Task to carry out: Your task is to transcribe the entries below exactly, from their first line down to the line containing "name, used verbatim", and to stop there.

Segment Open

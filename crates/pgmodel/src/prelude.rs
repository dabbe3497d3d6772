//! Convenient imports for typical `pgmodel` usage.
//!
//! ```ignore
//! use pgmodel::prelude::*;
//! ```

pub use crate::{
    Database, FromRow, GenericClient, JsonObject, OrmError, OrmResult, Query, Record,
    Session, Transaction, arg,
};
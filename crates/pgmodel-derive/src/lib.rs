//! Derive macros for pgmodel
//!
//! Provides `#[derive(Record)]`.

use proc_macro::TokenStream;
use syn::{DeriveInput, parse_macro_input};

mod attrs;
mod record;

/// Derive the `Record` trait for a struct with named fields.
///
/// # Example
///
/// ```ignore
/// use pgmodel::Record;
///
/// #[derive(Debug, Default, Record)]
/// #[orm(table = "users")]
/// struct User {
///     #[orm(primary_key)]
///     counter: i64,
///     name: String,
///     #[orm(column = "language")]
///     lang: Option<String>,
///     #[orm(default = "now()")]
///     created_at: chrono::NaiveDateTime,
///     #[orm(embed)]
///     audit: Audit,
///     #[orm(skip)]
///     cache: Vec<u8>,
/// }
/// ```
///
/// # Attributes
///
/// - `#[orm(table = "name")]` - Table name (default: snake_case struct name)
/// - `#[orm(primary_key)]` or `#[orm(id)]` - Mark the primary key (at most one)
/// - `#[orm(column = "name")]` - Column name, used verbatim
/// - `#[orm(default = "expr")]` - SQL expression written when the field is blank
/// - `#[orm(embed)]` - Flatten another `Record` in place
/// - `#[orm(skip)]` - Not persisted; left untouched when reading rows
///
/// Persisted field types must implement `ToSql`, `FromSql`, `Clone`,
/// `Default` and `PartialEq`.
#[proc_macro_derive(Record, attributes(orm))]
pub fn derive_record(input: TokenStream) -> TokenStream {
    let input = parse_macro_input!(input as DeriveInput);
    record::expand(input)
        .unwrap_or_else(|e| e.to_compile_error())
        .into()
}
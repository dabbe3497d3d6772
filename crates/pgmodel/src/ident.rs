//! Identifier escaping.
//!
//! Table and column names derived from Rust identifiers are converted to
//! `snake_case`. Only names that collide with a reserved PostgreSQL keyword are
//! quoted, so generated SQL stays readable:
//!
//! ```ignore
//! use pgmodel::ident::escape;
//!
//! assert_eq!(escape("CreatedAt"), "created_at");
//! assert_eq!(escape("User"), "\"user\"");
//! ```

use crate::error::{OrmError, OrmResult};

/// Reserved keywords that cannot be used unquoted as table or column names.
///
/// `SELECT word FROM pg_get_keywords() WHERE catcode = 'R' OR catdesc LIKE '%cannot%'`.
/// Must stay sorted: lookups use binary search.
pub const RESERVED_KEYWORDS: &[&str] = &[
    "all",
    "analyse",
    "analyze",
    "and",
    "any",
    "array",
    "as",
    "asc",
    "asymmetric",
    "between",
    "bigint",
    "bit",
    "boolean",
    "both",
    "case",
    "cast",
    "char",
    "character",
    "check",
    "coalesce",
    "collate",
    "column",
    "constraint",
    "create",
    "current_catalog",
    "current_date",
    "current_role",
    "current_time",
    "current_timestamp",
    "current_user",
    "dec",
    "decimal",
    "default",
    "deferrable",
    "desc",
    "distinct",
    "do",
    "else",
    "end",
    "except",
    "exists",
    "extract",
    "false",
    "fetch",
    "float",
    "for",
    "foreign",
    "from",
    "grant",
    "greatest",
    "group",
    "grouping",
    "having",
    "in",
    "initially",
    "inout",
    "int",
    "integer",
    "intersect",
    "interval",
    "into",
    "lateral",
    "leading",
    "least",
    "limit",
    "localtime",
    "localtimestamp",
    "national",
    "nchar",
    "none",
    "not",
    "null",
    "nullif",
    "numeric",
    "offset",
    "on",
    "only",
    "or",
    "order",
    "out",
    "overlay",
    "placing",
    "position",
    "precision",
    "primary",
    "real",
    "references",
    "returning",
    "row",
    "select",
    "session_user",
    "setof",
    "smallint",
    "some",
    "substring",
    "symmetric",
    "table",
    "then",
    "time",
    "timestamp",
    "to",
    "trailing",
    "treat",
    "trim",
    "true",
    "union",
    "unique",
    "user",
    "using",
    "values",
    "varchar",
    "variadic",
    "when",
    "where",
    "window",
    "with",
    "xmlattributes",
    "xmlconcat",
    "xmlelement",
    "xmlexists",
    "xmlforest",
    "xmlparse",
    "xmlpi",
    "xmlroot",
    "xmlserialize",
];

/// Returns `true` if `name` (case-insensitive) is a reserved keyword.
pub fn is_reserved(name: &str) -> bool {
    let lower = name.to_lowercase();
    RESERVED_KEYWORDS.binary_search(&lower.as_str()).is_ok()
}

/// Escape a table or column name.
///
/// Reserved keywords come back lower-cased and double-quoted; every other name
/// goes through [`to_snake_case`] and is never quoted. Escaping is idempotent.
pub fn escape(name: &str) -> String {
    let lower = name.to_lowercase();
    if RESERVED_KEYWORDS.binary_search(&lower.as_str()).is_ok() {
        return format!("\"{lower}\"");
    }
    to_snake_case(name)
}

/// Convert a `CamelCase` name to `snake_case`.
///
/// An underscore is inserted only where a lowercase letter is directly followed
/// by an uppercase one, so runs of capitals stay together (`HTTPServer` becomes
/// `httpserver`).
pub fn to_snake_case(name: &str) -> String {
    let mut out = String::with_capacity(name.len() + 4);
    let mut prev: Option<char> = None;
    for c in name.chars() {
        if let Some(p) = prev
            && p.is_lowercase()
            && c.is_uppercase()
        {
            out.push('_');
        }
        out.push(c);
        prev = Some(c);
    }
    out.to_lowercase()
}

/// Always-quoted identifier, for channel names and other user-supplied names
/// that must keep their exact spelling.
pub fn quote_ident(input: &str) -> OrmResult<String> {
    if input.trim().is_empty() {
        return Err(OrmError::validation("identifier cannot be empty"));
    }
    if input.as_bytes().contains(&0) {
        return Err(OrmError::validation("identifier cannot contain NUL byte"));
    }
    Ok(format!("\"{}\"", input.replace('"', "\"\"")))
}
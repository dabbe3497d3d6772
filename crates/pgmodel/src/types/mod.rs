//! Column types with PostgreSQL-specific mapping rules.

mod json;

pub use json::JsonObject;
//! JSON object columns.
//!
//! [`JsonObject`] maps a `json`/`jsonb` column holding an object. SQL `NULL`
//! decodes to an empty object, so record fields never need an `Option`
//! wrapper, and an empty object counts as a blank value.

use bytes::BytesMut;
use serde::{Deserialize, Serialize};
use serde_json::{Map, Value};
use std::error::Error;
use std::ops::{Deref, DerefMut};
use tokio_postgres::types::{FromSql, IsNull, ToSql, Type};

/// A JSON object stored in a `json` or `jsonb` column.
#[derive(Debug, Clone, Default, PartialEq, Serialize, Deserialize)]
#[serde(transparent)]
pub struct JsonObject(pub Map<String, Value>);

impl JsonObject {
    pub fn new() -> Self {
        Self::default()
    }

    pub fn into_inner(self) -> Map<String, Value> {
        self.0
    }
}

impl From<Map<String, Value>> for JsonObject {
    fn from(map: Map<String, Value>) -> Self {
        Self(map)
    }
}

impl Deref for JsonObject {
    type Target = Map<String, Value>;

    fn deref(&self) -> &Self::Target {
        &self.0
    }
}

impl DerefMut for JsonObject {
    fn deref_mut(&mut self) -> &mut Self::Target {
        &mut self.0
    }
}

impl ToSql for JsonObject {
    fn to_sql(
        &self,
        ty: &Type,
        out: &mut BytesMut,
    ) -> Result<IsNull, Box<dyn Error + Sync + Send>> {
        Value::Object(self.0.clone()).to_sql(ty, out)
    }

    fn accepts(ty: &Type) -> bool {
        <Value as ToSql>::accepts(ty)
    }

    tokio_postgres::types::to_sql_checked!();
}

impl<'a> FromSql<'a> for JsonObject {
    fn from_sql(ty: &Type, raw: &'a [u8]) -> Result<Self, Box<dyn Error + Sync + Send>> {
        match Value::from_sql(ty, raw)? {
            Value::Object(map) => Ok(Self(map)),
            Value::Null => Ok(Self::default()),
            other => Err(format!("expected a JSON object, got {other}").into()),
        }
    }

    fn from_sql_null(_ty: &Type) -> Result<Self, Box<dyn Error + Sync + Send>> {
        Ok(Self::default())
    }

    fn accepts(ty: &Type) -> bool {
        <Value as FromSql<'a>>::accepts(ty)
    }
}
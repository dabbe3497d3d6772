//! Transactions over a pooled connection.
//!
//! [`Database::begin`](crate::Database::begin) checks out one connection and
//! issues `BEGIN`. The returned [`Transaction`] implements [`GenericClient`],
//! so every [`Query`](crate::Query) terminal method and every
//! [`Session`](crate::Session) shortcut runs inside it.
//!
//! For commit/rollback handling, use the [`transaction!`](crate::transaction)
//! macro.
//!
//! # Example
//!
//! ```ignore
//! use pgmodel::prelude::*;
//!
//! # async fn demo(db: &Database) -> OrmResult<()> {
//! pgmodel::transaction!(db, tx, {
//!     let mut order = Order { total: 100, ..Default::default() };
//!     tx.create(&mut order).await?;
//!     tx.exec("UPDATE stock SET qty = qty - 1 WHERE item = ?", (order.item,)).await?;
//!     Ok(())
//! })?;
//! # Ok(()) }
//! ```

use crate::client::GenericClient;
use crate::error::{OrmError, OrmResult};
use tokio_postgres::Row;
use tokio_postgres::types::ToSql;

/// Runs the given block inside a database transaction.
///
/// - Begins a transaction via `$db.begin().await`.
/// - Commits on `Ok(_)`.
/// - Rolls back on `Err(_)`; if that fails too, returns
///   [`OrmError::RollbackFailed`](crate::OrmError::RollbackFailed) carrying both errors.
///
/// The block must evaluate to `pgmodel::OrmResult<T>`.
#[macro_export]
macro_rules! transaction {
    ($db:expr, $tx:ident, $body:block) => {{
        let $tx = ($db).begin().await?;

        let __pgmodel_tx_body_result = async { $body }.await;
        match __pgmodel_tx_body_result {
            Ok(value) => {
                $tx.commit().await?;
                Ok(value)
            }
            Err(error) => match $tx.rollback().await {
                Ok(()) => Err(error),
                Err(rollback_err) => Err($crate::OrmError::RollbackFailed {
                    error: ::std::boxed::Box::new(error),
                    rollback: ::std::boxed::Box::new(rollback_err),
                }),
            },
        }
    }};
}

/// An open transaction owning one pooled connection.
///
/// Finish it with [`Transaction::commit`] or [`Transaction::rollback`]. A
/// transaction dropped while still open discards its connection instead of
/// returning it to the pool, which makes the server roll it back.
pub struct Transaction {
    conn: Option<deadpool_postgres::Object>,
}

impl Transaction {
    pub(crate) async fn begin(conn: deadpool_postgres::Object) -> OrmResult<Self> {
        conn.batch_execute("BEGIN")
            .await
            .map_err(OrmError::from_db_error)?;
        tracing::debug!(target: "pgmodel.sql", "BEGIN");
        Ok(Self { conn: Some(conn) })
    }

    /// Commit the transaction and return the connection to the pool.
    pub async fn commit(mut self) -> OrmResult<()> {
        self.finish("COMMIT").await
    }

    /// Roll back the transaction and return the connection to the pool.
    pub async fn rollback(mut self) -> OrmResult<()> {
        self.finish("ROLLBACK").await
    }

    async fn finish(&mut self, statement: &str) -> OrmResult<()> {
        let conn = self.client()?;
        conn.batch_execute(statement)
            .await
            .map_err(OrmError::from_db_error)?;
        tracing::debug!(target: "pgmodel.sql", statement, "transaction finished");
        self.conn = None;
        Ok(())
    }

    fn client(&self) -> OrmResult<&deadpool_postgres::Object> {
        self.conn
            .as_ref()
            .ok_or_else(|| OrmError::Other("transaction already finished".to_string()))
    }
}

impl Drop for Transaction {
    fn drop(&mut self) {
        if let Some(conn) = self.conn.take() {
            tracing::warn!(
                target: "pgmodel.sql",
                "transaction dropped without commit or rollback, discarding its connection"
            );
            drop(deadpool_postgres::Object::take(conn));
        }
    }
}

impl GenericClient for Transaction {
    async fn query(&self, sql: &str, params: &[&(dyn ToSql + Sync)]) -> OrmResult<Vec<Row>> {
        GenericClient::query(self.client()?, sql, params).await
    }

    async fn execute(&self, sql: &str, params: &[&(dyn ToSql + Sync)]) -> OrmResult<u64> {
        GenericClient::execute(self.client()?, sql, params).await
    }
}
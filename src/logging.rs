//! Logging setup.
//!
//! The library only emits `tracing` events. Binaries and tests that want to
//! see them call [`init_logging`] once at startup. Set `QUIZ_LOG` to an
//! `EnvFilter` directive (for example `quiz_round=debug`) to change the
//! level; the default is `info`.

use tracing_subscriber::EnvFilter;

/// Environment variable holding the filter directive.
pub const LOG_ENV_VAR: &str = "QUIZ_LOG";

/// Install a stdout `fmt` subscriber filtered by `QUIZ_LOG`.
///
/// Returns false if a global subscriber was already installed, which makes
/// repeated calls harmless.
pub fn init_logging() -> bool {
    let filter = EnvFilter::try_from_env(LOG_ENV_VAR).unwrap_or_else(|_| EnvFilter::new("info"));

    tracing_subscriber::fmt()
        .with_env_filter(filter)
        .with_target(true)
        .try_init()
        .is_ok()
}

#[cfg(test)]
mod tests {
    use super::*;

    #[test]
    fn test_init_twice_is_harmless() {
        init_logging();
        assert!(!init_logging());
        tracing::info!("logging initialized");
    }
}
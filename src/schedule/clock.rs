//! Time sources for the tick scheduler.

use std::cell::Cell;
use std::rc::Rc;
use std::time::{Duration, Instant};

/// Monotonic time source.
pub trait Clock {
    /// Current instant.
    fn now(&self) -> Instant;
}

/// Wall-clock time via [`Instant::now`].
#[derive(Clone, Copy, Debug, Default)]
pub struct SystemClock;

impl Clock for SystemClock {
    fn now(&self) -> Instant {
        Instant::now()
    }
}

/// Hand-advanced clock for tests and simulations.
///
/// Clones share the same time, so a test can keep one handle while the
/// scheduler owns another.
#[derive(Clone, Debug)]
pub struct ManualClock {
    now: Rc<Cell<Instant>>,
}

impl ManualClock {
    /// Start at the current instant.
    #[must_use]
    pub fn new() -> Self {
        Self {
            now: Rc::new(Cell::new(Instant::now())),
        }
    }

    /// Move time forward.
    pub fn advance(&self, by: Duration) {
        self.now.set(self.now.get() + by);
    }

    /// Move time forward by whole seconds.
    pub fn advance_secs(&self, secs: u64) {
        self.advance(Duration::from_secs(secs));
    }
}

impl Default for ManualClock {
    fn default() -> Self {
        Self::new()
    }
}

impl Clock for ManualClock {
    fn now(&self) -> Instant {
        self.now.get()
    }
}

#[cfg(test)]
mod tests {
    use super::*;

    #[test]
    fn test_manual_clock_shared() {
        let clock = ManualClock::new();
        let handle = clock.clone();
        let start = clock.now();

        handle.advance_secs(3);
        handle.advance(Duration::from_millis(500));

        assert_eq!(clock.now() - start, Duration::from_millis(3500));
    }

    #[test]
    fn test_system_clock_monotonic() {
        let clock = SystemClock;
        let a = clock.now();
        let b = clock.now();
        assert!(b >= a);
    }
}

Segment Closed

Response to this task:
filename crates/pgmodel/src/prelude.rs
repository dabbe3497d3d6772
//! Convenient imports for typical `pgmodel` usage.
//!
//! ```ignore
//! use pgmodel::prelude::*;
//! ```

pub use crate::{
    Database, FromRow, GenericClient, JsonObject, OrmError, OrmResult, Query, Record,
    Session, Transaction, arg,
};
filename crates/pgmodel-derive/src/lib.rs
//! Derive macros for pgmodel
//!
//! Provides `#[derive(Record)]`.

use proc_macro::TokenStream;
use syn::{DeriveInput, parse_macro_input};

mod attrs;
mod record;

/// Derive the `Record` trait for a struct with named fields.
///
/// # Example
///
/// ```ignore
/// use pgmodel::Record;
///
/// #[derive(Debug, Default, Record)]
/// #[orm(table = "users")]
/// struct User {
///     #[orm(primary_key)]
///     counter: i64,
///     name: String,
///     #[orm(column = "language")]
///     lang: Option<String>,
///     #[orm(default = "now()")]
///     created_at: chrono::NaiveDateTime,
///     #[orm(embed)]
///     audit: Audit,
///     #[orm(skip)]
///     cache: Vec<u8>,
/// }
/// ```
///
/// # Attributes
///
/// - `#[orm(table = "name")]` - Table name (default: snake_case struct name)
/// - `#[orm(primary_key)]` or `#[orm(id)]` - Mark the primary key (at most one)
/// - `#[orm(column = "name")]` - Column name, used verbatim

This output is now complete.